For very able pupils, the issue of ‘intervention’ can be tricky. It is often a lot easier for an able pupil’s progress (even if minimal) to go unchallenged, because in the context of their class their marks probably seem high and the standard of their work commendable. Perhaps as a coordinator, you know there are pupils like this in your school, who work well and whose teachers are satisfied enough with their progress. Colleagues don’t necessarily make the academic demands needed to stretch them further, and bright pupils are left ‘coasting’, achieving acceptable grades without really having to make too much effort.
The process
A successful tracking system should not be onerous for any teacher to use if it is to be sustainable and provide information in a useful and accessible way. Every school collects data as part of the assessment, review, intervention and monitoring system and a tracking system has to work as part of this process, not in addition to, or apart from it.

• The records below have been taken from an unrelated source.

//! Generation through a local command.
//!
//! The command runs under `sh -c` (`cmd /C` on Windows) with the system
//! prompt and revision prompt on stdin; trimmed stdout is the revised answer.

use async_trait::async_trait;
use critique_application::ports::generation::{GenerationError, GenerationGateway};
use critique_domain::core::string::truncate;
use std::process::Stdio;
use tokio::io::AsyncWriteExt;
use tokio::process::Command;
use tracing::debug;

/// Maximum stderr carried in an error message
const MAX_STDERR_LEN: usize = 500;

pub struct CommandGenerationGateway {
    command: String,
}

impl CommandGenerationGateway {
    pub fn new(command: impl Into<String>) -> Self {
        Self {
            command: command.into(),
        }
    }

    pub fn command(&self) -> &str {
        &self.command
    }

    fn build(&self) -> Command {
        let mut cmd = if cfg!(target_os = "windows") {
            let mut c = Command::new("cmd");
            c.args(["/C", &self.command]);
            c
        } else {
            let mut c = Command::new("sh");
            c.args(["-c", &self.command]);
            c
        };
        cmd.stdin(Stdio::piped())
            .stdout(Stdio::piped())
            .stderr(Stdio::piped())
            // Timeout and cancellation drop the future; the child goes with it
            .kill_on_drop(true);
        cmd
    }
}

#[async_trait]
impl GenerationGateway for CommandGenerationGateway {
    async fn generate(&self, system_prompt: &str, prompt: &str) -> Result<String, GenerationError> {
        let mut child = self.build().spawn().map_err(|e| {
            GenerationError::Connection(format!("failed to spawn `{}`: {}", self.command, e))
        })?;

        let stdin = child.stdin.take();
        let input = format!("{}\n\n{}\n", system_prompt, prompt);
        let write = async move {
            if let Some(mut stdin) = stdin {
                stdin.write_all(input.as_bytes()).await?;
                stdin.shutdown().await?;
            }
            Ok::<_, std::io::Error>(())
        };

        let (written, output) = tokio::join!(write, child.wait_with_output());
        if let Err(e) = written {
            // Commands that ignore stdin close the pipe early
            debug!("Could not write prompt to `{}`: {}", self.command, e);
        }
        let output = output.map_err(|e| GenerationError::Other(e.to_string()))?;

        if !output.status.success() {
            let stderr = String::from_utf8_lossy(&output.stderr);
            return Err(GenerationError::RequestFailed(format!(
                "`{}` exited with {}: {}",
                self.command,
                output
                    .status
                    .code()
                    .map_or_else(|| "signal".to_string(), |c| c.to_string()),
                truncate(stderr.trim(), MAX_STDERR_LEN)
            )));
        }

        let text = String::from_utf8_lossy(&output.stdout).trim().to_string();
        if text.is_empty() {
            return Err(GenerationError::EmptyResponse);
        }
        Ok(text)
    }

    fn name(&self) -> &str {
        "command"
    }
}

So how might a teacher-friendly tracking system work? The system below has recently been introduced in a school where, previously, data was collected but not really used at classroom level to inform teachers’ planning or intervention strategies. It needed to be clear and easy to implement, not add significantly to teachers’ workload, and helpfully inform the next steps in whole-school development. Its aim was to raise standards, enabling teachers to be better informed about what pupils need to do to reach their potential and share that process with pupils themselves. This was especially true of developing the most able pupils who had been achieving comfortable Level 5s and 6s in the SATs but had been missing out on the Level 7s and 8s they were capable of.
Your role as a G&T coordinator
You will be able to use the data to print out a progress map for relevant pupils on the G&T register and see at a glance whether the progress they are making is commensurate with their ability and the standards predicted for them. A map showing mostly blue will highlight an able pupil who is meeting or exceeding the standards expected of them; a pupil with a mixture of progress colours will reveal varied success, a mathematically gifted pupil for example might reveal ‘blues’ in just maths and appear to be performing successfully albeit less exceptionally, in other subjects. Of course a very able pupil on course for B grades in all subjects but predicted to achieve A* will be revealed with a map of ‘red’ highlighting the need for some intervention.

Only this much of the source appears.